Asp Forum - Regexp/scan question

Peter Szinek

12/11/2006 9:28:00 AM

Hello,

I need to match a chunk of code like this:

....
....
#begin here
...}
......end
...}
......}
.....end
...
...

I need to match from "the #begin here" up to the n-th closing token
(i.e. '}' or 'end'). n can be arbitrary (let's consider that it is
meaningful, i.e. there are no more '}' + 'end's than n.

Example
match_stuff(2):

#begin here
...}
......end

match_stuff(4):

#begin here
...}
......end
...}
......}

etc.

What's the most optimal way to accomplish this? I have been trying with
scan() but I did not really succeed yet

TIA,
Peter

__
http://www.rubyra...

8 Answers

Carlos

12/11/2006 9:38:00 AM

Peter Szinek wrote:

> Hello,
>
> I need to match a chunk of code like this:
>
> ....
> ....
> #begin here
> ...}
> ......end
> ...}
> ......}
> .....end
> ...
> ...
>
> I need to match from "the #begin here" up to the n-th closing token
> (i.e. '}' or 'end'). n can be arbitrary (let's consider that it is
> meaningful, i.e. there are no more '}' + 'end's than n.

n = 4
text =~ /#begin(.*(\}|end)){#{n}}/m

?

(not tested).

Carlos

12/11/2006 9:43:00 AM

Robert Klemme

12/11/2006 9:48:00 AM

On 11.12.2006 10:37, Carlos wrote:
> Peter Szinek wrote:
>
>> Hello,
>>
>> I need to match a chunk of code like this:
>>
>> ....
>> ....
>> #begin here
>> ...}
>> ......end
>> ...}
>> ......}
>> .....end
>> ...
>> ...
>>
>> I need to match from "the #begin here" up to the n-th closing token
>> (i.e. '}' or 'end'). n can be arbitrary (let's consider that it is
>> meaningful, i.e. there are no more '}' + 'end's than n.
>
> n = 4
> text =~ /#begin(.*(\}|end)){#{n}}/m
>
> ?
>
> (not tested).

IMHO this does not work because of the greedy ".*". You could try with
reluctant, i.e. ".*?". Also the grouping does not catch the whole sequence.

robert

Peter Szinek

12/11/2006 9:49:00 AM

Carlos wrote:
> Peter Szinek wrote:
>
>> Hello,
>>
>> I need to match a chunk of code like this:
>>
>> ....
>> ....
>> #begin here
>> ...}
>> ......end
>> ...}
>> ......}
>> .....end
>> ...
>> ...
>>
>> I need to match from "the #begin here" up to the n-th closing token
>> (i.e. '}' or 'end'). n can be arbitrary (let's consider that it is
>> meaningful, i.e. there are no more '}' + 'end's than n.
>
> n = 4
> text =~ /#begin(.*(\}|end)){#{n}}/m

Sorry, I need to 'scan' it. I have been playing around with similar
regexps, but they did not work out. E.g. also yours:

irb(main):007:0> text = '.... #begin aaaa end bbb } ccc end ddd'
=> ".... #begin aaaa end bbb } ccc end ddd"
irb(main):008:0> n = 2
=> 2
irb(main):009:0> text.scan(/#begin(.*(\}|end)){#{n}}/m)
=> [[" ccc end", "end"]]

does not work with scan...

Cheers,
Peter

__
http://www.rubyra...

Peter Szinek

12/11/2006 9:55:00 AM

> IMHO this does not work because of the greedy ".*". You could try with
> reluctant, i.e. ".*?". Also the grouping does not catch the whole
> sequence.

Yeah, I tried to correct these problems but I am still not quite there...

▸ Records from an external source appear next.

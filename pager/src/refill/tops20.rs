//! Multi-section paging on the KL10, as used by TOPS-20.
//!
//! A virtual page is resolved in two stages.  The section number
//! selects a section pointer in the process table (UPT or EPT at 540
//! plus the section), which resolves to the page holding the page
//! map for that section.  The page-within-section then selects a page
//! pointer in that map, which resolves to the physical page.
//!
//! Both kinds of pointer share one format:
//!
//! | Bits  | Meaning                                               |
//! | ----- | ----------------------------------------------------- |
//! | 0-2   | type: 0 no access, 1 immediate, 2 shared, 3 indirect  |
//! | 3     | P (public)                                            |
//! | 4     | W (writable)                                          |
//! | 5     | K (ignored)                                           |
//! | 6     | C (cacheable)                                         |
//! | 12-17 | storage medium (immediate pointers; 0 means in core)  |
//! | 9-17  | page map index (indirect pointers)                    |
//! | 18-35 | SPT index (shared and indirect pointers)              |
//! | 23-35 | physical page (immediate pointers)                    |
//!
//! Entries of the shared pointer table (SPT) hold a storage medium
//! in bits 12-17 and a physical page in bits 23-35.  An indirect
//! pointer names a page through the SPT and a word within that page,
//! which holds the next pointer.
//!
//! The P, W and C bits of every pointer followed are ANDed together.
//!
//! When the core status table (CST) is enabled, every page the walk
//! passes through, and the final page, has its CST entry checked and
//! updated: an entry with a zero age field (bits 0-5) means the page
//! has been aged out, and otherwise the entry becomes
//! `(entry & CSTM) | PUR`.  A write to the final page also sets the
//! modified bit (bit 35).
use tracing::{event, Level};

use base::prelude::*;

use super::{check_page_exists, read_table, RefillEngine, Translation, WalkFailure, WalkRequest};
use crate::config::Generation;
use crate::fault::{FaultKind, Rights};
use crate::registers::PagerRegisters;
use crate::store::PhysicalStore;
use crate::types::Mode;
use crate::vectors::SECTION_POINTERS;

/// Longest chain of indirect pointers followed before the walk is
/// abandoned as an inconsistent table.
pub const INDIRECT_LIMIT: u32 = 64;

const CST_MODIFIED: u64 = 1;

#[derive(Debug)]
pub struct Tops20Walker;

#[derive(Debug, PartialEq, Eq)]
enum PointerType {
    NoAccess,
    Immediate,
    Shared,
    Indirect,
    Undefined(u64),
}

#[derive(Debug, Clone, Copy)]
struct Pointer(Unsigned36Bit);

impl Pointer {
    const PUBLIC: u64 = bit(3);
    const WRITABLE: u64 = bit(4);
    const CACHEABLE: u64 = bit(6);

    fn kind(&self) -> PointerType {
        match field(self.0, 0, 2) {
            0 => PointerType::NoAccess,
            1 => PointerType::Immediate,
            2 => PointerType::Shared,
            3 => PointerType::Indirect,
            n => PointerType::Undefined(n),
        }
    }

    fn rights(&self) -> Rights {
        Rights {
            accessible: true,
            writable: !(self.0 & Self::WRITABLE).is_zero(),
            public: !(self.0 & Self::PUBLIC).is_zero(),
            cacheable: !(self.0 & Self::CACHEABLE).is_zero(),
        }
    }

    fn spt_index(&self) -> u32 {
        field(self.0, 18, 35) as u32
    }

    fn map_index(&self) -> u32 {
        field(self.0, 9, 17) as u32
    }
}

fn storage_medium(w: Unsigned36Bit) -> u64 {
    field(w, 12, 17)
}

fn page_number(w: Unsigned36Bit) -> PhysicalPage {
    // Thirteen bits always fit in a physical page number.
    PhysicalPage::try_from(field(w, 23, 35)).unwrap_or(PhysicalPage::MAX)
}

fn and_rights(a: Rights, b: Rights) -> Rights {
    Rights {
        accessible: a.accessible && b.accessible,
        writable: a.writable && b.writable,
        public: a.public && b.public,
        cacheable: a.cacheable && b.cacheable,
    }
}

/// The state of one walk: where it reads from and the rights it has
/// accumulated so far.
struct Walk<'a> {
    regs: &'a PagerRegisters,
    mem: &'a mut dyn PhysicalStore,
    rights: Rights,
}

impl Walk<'_> {
    fn fail(&self, kind: FaultKind, cause: String) -> WalkFailure {
        WalkFailure::new(kind, self.rights, cause)
    }

    fn in_core(&self, w: Unsigned36Bit, what: &str) -> Result<PhysicalPage, WalkFailure> {
        match storage_medium(w) {
            0 => Ok(page_number(w)),
            medium => Err(self.fail(
                FaultKind::NotInCore,
                format!("{what} {w:012o} names storage medium {medium:o}"),
            )),
        }
    }

    fn shared_page(&self, index: u32) -> Result<PhysicalPage, WalkFailure> {
        let entry = read_table(
            &*self.mem,
            self.regs.spt_base(),
            index,
            self.rights,
            "SPT entry",
        )?;
        self.in_core(entry, "SPT entry")
    }

    /// Check and update the CST entry for `page`.  Returns whether the
    /// page is (now) marked modified; this is always true when the
    /// CST is disabled.
    fn touch(&mut self, page: PhysicalPage, write: bool) -> Result<bool, WalkFailure> {
        let Some(cst) = self.regs.cst_base() else {
            return Ok(true);
        };
        let index = u32::from(page);
        let entry = read_table(&*self.mem, cst, index, self.rights, "CST entry")?;
        if field(entry, 0, 5) == 0 {
            return Err(self.fail(
                FaultKind::Aged,
                format!("CST entry {entry:012o} for page {page} has aged out"),
            ));
        }
        let mut updated = (entry & self.regs.cst_mask()) | self.regs.process_use();
        if write {
            updated = updated | CST_MODIFIED;
        }
        // The entry was read from this address a moment ago.
        if let Some(addr) = cst.checked_add(index) {
            if self.mem.write(addr, updated).is_err() {
                return Err(WalkFailure::non_existent(addr, self.rights, "CST entry"));
            }
        }
        event!(
            Level::TRACE,
            "CST entry for page {} {:012o} -> {:012o}",
            page,
            entry,
            updated
        );
        Ok(!(updated & CST_MODIFIED).is_zero())
    }

    /// Follow a pointer (and any chain of indirect pointers it leads
    /// to) to a physical page.
    fn resolve(&mut self, first: Unsigned36Bit, what: &str) -> Result<PhysicalPage, WalkFailure> {
        let mut pointer = Pointer(first);
        let mut indirections = 0;
        loop {
            event!(Level::TRACE, "{} {:012o}: {:?}", what, pointer.0, pointer.kind());
            match pointer.kind() {
                PointerType::NoAccess => {
                    self.rights.accessible = false;
                    return Err(self.fail(
                        FaultKind::AccessDenied,
                        format!("{what} {:012o} grants no access", pointer.0),
                    ));
                }
                PointerType::Undefined(t) => {
                    return Err(self.fail(
                        FaultKind::IllegalPointer,
                        format!("{what} {:012o} has undefined type {t}", pointer.0),
                    ));
                }
                PointerType::Immediate => {
                    self.rights = and_rights(self.rights, pointer.rights());
                    return self.in_core(pointer.0, what);
                }
                PointerType::Shared => {
                    self.rights = and_rights(self.rights, pointer.rights());
                    return self.shared_page(pointer.spt_index());
                }
                PointerType::Indirect => {
                    self.rights = and_rights(self.rights, pointer.rights());
                    indirections += 1;
                    if indirections > INDIRECT_LIMIT {
                        return Err(self.fail(
                            FaultKind::IllegalPointer,
                            format!("more than {INDIRECT_LIMIT} indirect pointers"),
                        ));
                    }
                    let map = self.shared_page(pointer.spt_index())?;
                    self.touch(map, false)?;
                    let next = read_table(
                        &*self.mem,
                        map.address(),
                        pointer.map_index(),
                        self.rights,
                        "indirect page map entry",
                    )?;
                    pointer = Pointer(next);
                }
            }
        }
    }
}

impl RefillEngine for Tops20Walker {
    fn generation(&self) -> Generation {
        Generation::Tops20Kl
    }

    fn walk(
        &self,
        regs: &PagerRegisters,
        mem: &mut dyn PhysicalStore,
        req: &WalkRequest,
    ) -> Result<Translation, WalkFailure> {
        let section = req.address.section();
        if section >= SECTION_COUNT {
            return Err(WalkFailure::new(
                FaultKind::IllegalSection,
                Rights::default(),
                format!("section {section:o} does not exist"),
            ));
        }
        let process_table = match req.mode {
            Mode::User => regs.upt_address(),
            Mode::Exec => regs.ept_address(),
        };
        let mut walk = Walk {
            regs,
            mem,
            rights: Rights::ALL,
        };
        let section_pointer = read_table(
            &*walk.mem,
            process_table,
            SECTION_POINTERS + section,
            walk.rights,
            "section pointer",
        )?;
        let map = walk.resolve(section_pointer, "section pointer")?;
        walk.touch(map, false)?;
        let page_in_section = req.address.page().in_section();
        let page_pointer = read_table(
            &*walk.mem,
            map.address(),
            page_in_section,
            walk.rights,
            "page pointer",
        )?;
        let page = walk.resolve(page_pointer, "page pointer")?;
        let rights = walk.rights;

        if req.public && !rights.public {
            return Err(walk.fail(
                FaultKind::Proprietary,
                format!("public reference to private page {}", req.address.page()),
            ));
        }
        let write = req.access.is_write();
        if write && !rights.writable {
            return Err(walk.fail(
                FaultKind::WriteProtected,
                format!("page {} is not writable", req.address.page()),
            ));
        }
        check_page_exists(&*walk.mem, page, rights)?;
        let modified = walk.touch(page, write)?;
        Ok(Translation {
            page,
            rights,
            install_writable: rights.writable && (write || modified),
        })
    }
}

Carlos' regexp, vol 2 (with greedy ?)

irb(main):007:0> text = '.... #begin aaaa end bbb } ccc end ddd'
=> ".... #begin aaaa end bbb } ccc end ddd"
irb(main):008:0> n = 2
=> 2
irb(main):009:0> text.scan(/#begin(.*?(\}|end)){#{n}}/m)
=> [[" ccc end", "end"]]

And I would like to get

[["#begin aaaa end bbb }"]]

OK, I know that I did not specify the problem correctly for the first
time, maybe now it is more clear...

Cheers,
Peter

__
http://www.rubyra...

Carlos

12/11/2006 10:03:00 AM

Peter Szinek wrote:

> Carlos wrote:
>
>> Peter Szinek wrote:
>>
>>> Hello,
>>>
>>> I need to match a chunk of code like this:
>>>
>>> ....
>>> ....
>>> #begin here
>>> ...}
>>> ......end
>>> ...}
>>> ......}
>>> .....end
>>> ...
>>> ...
>>>
>>> I need to match from "the #begin here" up to the n-th closing token
>>> (i.e. '}' or 'end'). n can be arbitrary (let's consider that it is
>>> meaningful, i.e. there are no more '}' + 'end's than n.
>>
>>
>> n = 4
>> text =~ /#begin(.*(\}|end)){#{n}}/m
>
>
> Sorry, I need to 'scan' it. I have been playing around with similar
> regexps, but they did not work out. E.g. also yours:
>
> irb(main):007:0> text = '.... #begin aaaa end bbb } ccc end ddd'
> => ".... #begin aaaa end bbb } ccc end ddd"
> irb(main):008:0> n = 2
> => 2
> irb(main):009:0> text.scan(/#begin(.*(\}|end)){#{n}}/m)
> => [[" ccc end", "end"]]
>
> does not work with scan...

To make it work with scan just make the parens non-capturing:

irb(main):001:0> text = "#begin aaa end bbb } ccc } #begin ddd end eee
end fff"
=> "#begin aaa end bbb } ccc } #begin ddd end eee end fff"
irb(main):002:0> text.scan(/#begin(?:.*?(?:\}|end)){2}/m)
=> ["#begin aaa end bbb }", "#begin ddd end eee end"]

Good luck.
--

Peter Szinek

12/11/2006 10:13:00 AM

> To make it work with scan just make the parens non-capturing:
>
> irb(main):001:0> text = "#begin aaa end bbb } ccc } #begin ddd end eee
> end fff"
> => "#begin aaa end bbb } ccc } #begin ddd end eee end fff"
> irb(main):002:0> text.scan(/#begin(?:.*?(?:\}|end)){2}/m)
> => ["#begin aaa end bbb }", "#begin ddd end eee end"]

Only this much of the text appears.